>>>>

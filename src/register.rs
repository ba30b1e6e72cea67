use crate::{
    calling::{CallContext, Handler, Strategy},
    codec::ThriftSerializer,
    dispatcher::Dispatcher,
    error::RegisterError,
    types::{ResultUnion, ThriftArgs, ThriftModule},
};

/// Registers a Thrift service method with `dispatcher`.
///
/// The endpoint is named `"{service}::{method}"`. `service` defaults to the trailing
/// segment of the module path and `method` to the handler's name. The method must be
/// declared by `module` and must not be one-way, and the handler must be written for
/// the dispatcher's calling convention.
///
/// Returns the endpoint name.
///
/// ```ignore
/// // service HelloWorld { string hello(1: string name) }
/// let mut dispatcher = Dispatcher::default();
/// thriftquickly::register(&mut dispatcher, &HelloWorld, Handler::legacy(Hello), None, None)?;
/// assert!(dispatcher.endpoints().any(|e| e == "HelloWorld::hello"));
/// ```
pub fn register<M, A, R>(
    dispatcher: &mut Dispatcher,
    module: &M,
    handler: Handler<A, R>,
    method: Option<&str>,
    service: Option<&str>,
) -> Result<String, RegisterError>
where
    M: ThriftModule,
    A: ThriftArgs,
    R: ResultUnion,
{
    let service = service
        .filter(|s| !s.is_empty())
        .unwrap_or_else(|| module.service_name());
    if service.is_empty() {
        return Err(RegisterError::MissingService);
    }
    let method = method
        .filter(|m| !m.is_empty())
        .unwrap_or_else(|| handler.name())
        .to_owned();
    if method.is_empty() {
        return Err(RegisterError::MissingMethod);
    }

    let spec = module
        .method(&method)
        .ok_or_else(|| RegisterError::UnknownMethod {
            service: service.to_owned(),
            method: method.clone(),
        })?;
    let endpoint = format!("{service}::{method}");
    let Some(result) = spec.result else {
        return Err(RegisterError::Oneway { endpoint });
    };
    check_shape(spec.args, A::NAME)?;
    check_shape(result, R::NAME)?;

    let context = CallContext::new(service, endpoint.clone());
    let strategy = Strategy::select(dispatcher.convention(), handler, context)?;
    dispatcher.register(
        endpoint.clone(),
        strategy,
        ThriftSerializer::new(),
        ThriftSerializer::new(),
    );
    Ok(endpoint)
}

fn check_shape(expected: &'static str, found: &'static str) -> Result<(), RegisterError> {
    if expected == found {
        Ok(())
    } else {
        Err(RegisterError::ShapeMismatch { expected, found })
    }
}
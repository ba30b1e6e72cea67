use crate::{calling::CallingConvention, types::BoxError};
use thiserror::Error;

/// Contract violations detected while registering an endpoint.
#[derive(Error, Debug, PartialEq, Eq)]
pub enum RegisterError {
    #[error("a service name could not be determined")]
    MissingService,

    #[error("a method name could not be determined")]
    MissingMethod,

    #[error("service {service} doesn't define method {method}")]
    UnknownMethod { service: String, method: String },

    #[error("oneway methods are not supported: {endpoint}")]
    Oneway { endpoint: String },

    #[error("handler shape {found} does not match declared {expected}")]
    ShapeMismatch {
        expected: &'static str,
        found: &'static str,
    },

    #[error("dispatcher expects {expected:?} handlers, got a {found:?} handler")]
    ConventionMismatch {
        expected: CallingConvention,
        found: CallingConvention,
    },
}

/// Misuse of a [`ThriftResponse`](crate::ThriftResponse).
#[derive(Error, Debug, PartialEq, Eq)]
pub enum ResponseError {
    #[error("already sent a response")]
    AlreadyFinished,

    #[error("tried to return a result for a void method ({result})")]
    VoidResult { result: &'static str },
}

#[derive(Error, Debug)]
#[error("codec: {0}")]
pub struct CodecError(#[from] bincode::Error);

#[derive(Error, Debug)]
pub enum DispatchError {
    #[error("no endpoint named {0}")]
    NoSuchEndpoint(String),

    #[error(transparent)]
    Codec(#[from] CodecError),

    /// The call failed with an error no declared exception covers. The original
    /// error is kept as is.
    #[error("call failed: {0}")]
    Fault(BoxError),
}
use crate::error::CodecError;
use serde::{de::DeserializeOwned, Serialize};
use std::{fmt, marker::PhantomData};

/// Binds a container type to the wire encoding.
pub struct ThriftSerializer<T> {
    _container: PhantomData<fn() -> T>,
}

impl<T> ThriftSerializer<T>
where
    T: Serialize + DeserializeOwned,
{
    pub fn new() -> Self {
        Self {
            _container: PhantomData,
        }
    }

    pub fn encode(&self, value: &T) -> Result<Vec<u8>, CodecError> {
        Ok(bincode::serialize(value)?)
    }

    pub fn decode(&self, bytes: &[u8]) -> Result<T, CodecError> {
        Ok(bincode::deserialize(bytes)?)
    }
}

impl<T> Default for ThriftSerializer<T>
where
    T: Serialize + DeserializeOwned,
{
    fn default() -> Self {
        Self::new()
    }
}

impl<T> Clone for ThriftSerializer<T> {
    fn clone(&self) -> Self {
        Self {
            _container: PhantomData,
        }
    }
}

impl<T> fmt::Debug for ThriftSerializer<T> {
    fn fmt(&self, f: &mut fmt::Formatter) -> fmt::Result {
        write!(f, "ThriftSerializer<{}>", std::any::type_name::<T>())
    }
}
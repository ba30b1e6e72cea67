//! Serve IDL-generated Thrift service contracts over an asynchronous RPC dispatcher.
//!
//! Application code implements one handler per IDL method, in either of the two
//! calling conventions a [`Dispatcher`] can expect ([`LegacyHandler`] or
//! [`ModernHandler`]), and hands it to [`register`]. Declared exceptions a handler
//! returns are encoded into the method's result union; any other error escapes to the
//! dispatcher unchanged.

pub mod calling;
pub mod codec;
pub mod config;
pub mod dispatcher;
pub mod encoder;
pub mod error;
mod macros;
pub mod net;
pub mod register;
pub mod request;
pub mod response;
pub mod types;

pub use calling::{CallContext, CallingConvention, Handler, LegacyHandler, ModernHandler, Strategy};
pub use codec::ThriftSerializer;
pub use config::{Config, DispatcherConfig, ServerConfig};
pub use dispatcher::{Dispatcher, InboundCall, TransportHeaders, WireResponse};
pub use error::{CodecError, DispatchError, RegisterError, ResponseError};
pub use futures::future::BoxFuture;
pub use net::{client::Client, server::Server};
pub use register::register;
pub use request::{RawRequest, Request, ThriftRequest, TransportMetadata};
pub use response::{OutboundResponse, Reply, Response, ThriftResponse};
pub use types::{
    BoxError, ExceptionType, FieldSpec, Headers, MethodSpec, ResultUnion, StatusCode, Success,
    ThriftArgs, ThriftModule,
};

<<<<

Task brief
Each of the records shown above needs to be repeated exactly.

Task result
filename src/register.rs
repository ba30b1e6e72cea67
use crate::{
    calling::{CallContext, Handler, Strategy},
    codec::ThriftSerializer,
    dispatcher::Dispatcher,
    error::RegisterError,
    types::{ResultUnion, ThriftArgs, ThriftModule},
};

/// Registers a Thrift service method with `dispatcher`.
///
/// The endpoint is named `"{service}::{method}"`. `service` defaults to the trailing
/// segment of the module path and `method` to the handler's name. The method must be
/// declared by `module` and must not be one-way, and the handler must be written for
/// the dispatcher's calling convention.
///
/// Returns the endpoint name.
///
/// ```ignore
/// // service HelloWorld { string hello(1: string name) }
/// let mut dispatcher = Dispatcher::default();
/// thriftquickly::register(&mut dispatcher, &HelloWorld, Handler::legacy(Hello), None, None)?;
/// assert!(dispatcher.endpoints().any(|e| e == "HelloWorld::hello"));
/// ```
pub fn register<M, A, R>(
    dispatcher: &mut Dispatcher,
    module: &M,
    handler: Handler<A, R>,
    method: Option<&str>,
    service: Option<&str>,
) -> Result<String, RegisterError>
where
    M: ThriftModule,
    A: ThriftArgs,
    R: ResultUnion,
{
    let service = service
        .filter(|s| !s.is_empty())
        .unwrap_or_else(|| module.service_name());
    if service.is_empty() {
        return Err(RegisterError::MissingService);
    }
    let method = method
        .filter(|m| !m.is_empty())
        .unwrap_or_else(|| handler.name())
        .to_owned();
    if method.is_empty() {
        return Err(RegisterError::MissingMethod);
    }

    let spec = module
        .method(&method)
        .ok_or_else(|| RegisterError::UnknownMethod {
            service: service.to_owned(),
            method: method.clone(),
        })?;
    let endpoint = format!("{service}::{method}");
    let Some(result) = spec.result else {
        return Err(RegisterError::Oneway { endpoint });
    };
    check_shape(spec.args, A::NAME)?;
    check_shape(result, R::NAME)?;

    let context = CallContext::new(service, endpoint.clone());
    let strategy = Strategy::select(dispatcher.convention(), handler, context)?;
    dispatcher.register(
        endpoint.clone(),
        strategy,
        ThriftSerializer::new(),
        ThriftSerializer::new(),
    );
    Ok(endpoint)
}

fn check_shape(expected: &'static str, found: &'static str) -> Result<(), RegisterError> {
    if expected == found {
        Ok(())
    } else {
        Err(RegisterError::ShapeMismatch { expected, found })
    }
}
repository ba30b1e6e72cea67
use crate::{calling::CallingConvention, types::BoxError};
use thiserror::Error;

/// Contract violations detected while registering an endpoint.
#[derive(Error, Debug, PartialEq, Eq)]
pub enum RegisterError {
    #[error("a service name could not be determined")]
    MissingService,

    #[error("a method name could not be determined")]
    MissingMethod,

    #[error("service {service} doesn't define method {method}")]
    UnknownMethod { service: String, method: String },

    #[error("oneway methods are not supported: {endpoint}")]
    Oneway { endpoint: String },

    #[error("handler shape {found} does not match declared {expected}")]
    ShapeMismatch {
        expected: &'static str,
        found: &'static str,
    },

    #[error("dispatcher expects {expected:?} handlers, got a {found:?} handler")]
    ConventionMismatch {
        expected: CallingConvention,
        found: CallingConvention,
    },
}

/// Misuse of a [`ThriftResponse`](crate::ThriftResponse).
#[derive(Error, Debug, PartialEq, Eq)]
pub enum ResponseError {
    #[error("already sent a response")]
    AlreadyFinished,

    #[error("tried to return a result for a void method ({result})")]
    VoidResult { result: &'static str },
}

#[derive(Error, Debug)]
#[error("codec: {0}")]
pub struct CodecError(#[from] bincode::Error);

#[derive(Error, Debug)]
pub enum DispatchError {
    #[error("no endpoint named {0}")]
    NoSuchEndpoint(String),

    #[error(transparent)]
    Codec(#[from] CodecError),

    /// The call failed with an error no declared exception covers. The original
    /// error is kept as is.
    #[error("call failed: {0}")]
    Fault(BoxError),
}
use crate::error::CodecError;
use serde::{de::DeserializeOwned, Serialize};
use std::{fmt, marker::PhantomData};

/// Binds a container type to the wire encoding.
pub struct ThriftSerializer<T> {
    _container: PhantomData<fn() -> T>,
}

impl<T> ThriftSerializer<T>
where
    T: Serialize + DeserializeOwned,
{
    pub fn new() -> Self {
        Self {
            _container: PhantomData,
        }
    }

    pub fn encode(&self, value: &T) -> Result<Vec<u8>, CodecError> {
        Ok(bincode::serialize(value)?)
    }

    pub fn decode(&self, bytes: &[u8]) -> Result<T, CodecError> {
        Ok(bincode::deserialize(bytes)?)
    }
}

impl<T> Default for ThriftSerializer<T>
where
    T: Serialize + DeserializeOwned,
{
    fn default() -> Self {
        Self::new()
    }
}

impl<T> Clone for ThriftSerializer<T> {
    fn clone(&self) -> Self {
        Self {
            _container: PhantomData,
        }
    }
}

impl<T> fmt::Debug for ThriftSerializer<T> {
    fn fmt(&self, f: &mut fmt::Formatter) -> fmt::Result {
        write!(f, "ThriftSerializer<{}>", std::any::type_name::<T>())
    }
}
repository ba30b1e6e72cea67
//! Serve IDL-generated Thrift service contracts over an asynchronous RPC dispatcher.
//!
//! Application code implements one handler per IDL method, in either of the two
//! calling conventions a [`Dispatcher`] can expect ([`LegacyHandler`] or
//! [`ModernHandler`]), and hands it to [`register`]. Declared exceptions a handler
//! returns are encoded into the method's result union; any other error escapes to the
//! dispatcher unchanged.

pub mod calling;
pub mod codec;
pub mod config;
pub mod dispatcher;
pub mod encoder;
pub mod error;
mod macros;
pub mod net;
pub mod register;
pub mod request;
pub mod response;
pub mod types;

pub use calling::{CallContext, CallingConvention, Handler, LegacyHandler, ModernHandler, Strategy};
pub use codec::ThriftSerializer;
pub use config::{Config, DispatcherConfig, ServerConfig};
pub use dispatcher::{Dispatcher, InboundCall, TransportHeaders, WireResponse};
pub use error::{CodecError, DispatchError, RegisterError, ResponseError};
pub use futures::future::BoxFuture;
pub use net::{client::Client, server::Server};
pub use register::register;
pub use request::{RawRequest, Request, ThriftRequest, TransportMetadata};
pub use response::{OutboundResponse, Reply, Response, ThriftResponse};
pub use types::{
    BoxError, ExceptionType, FieldSpec, Headers, MethodSpec, ResultUnion, StatusCode, Success,
    ThriftArgs, ThriftModule,
};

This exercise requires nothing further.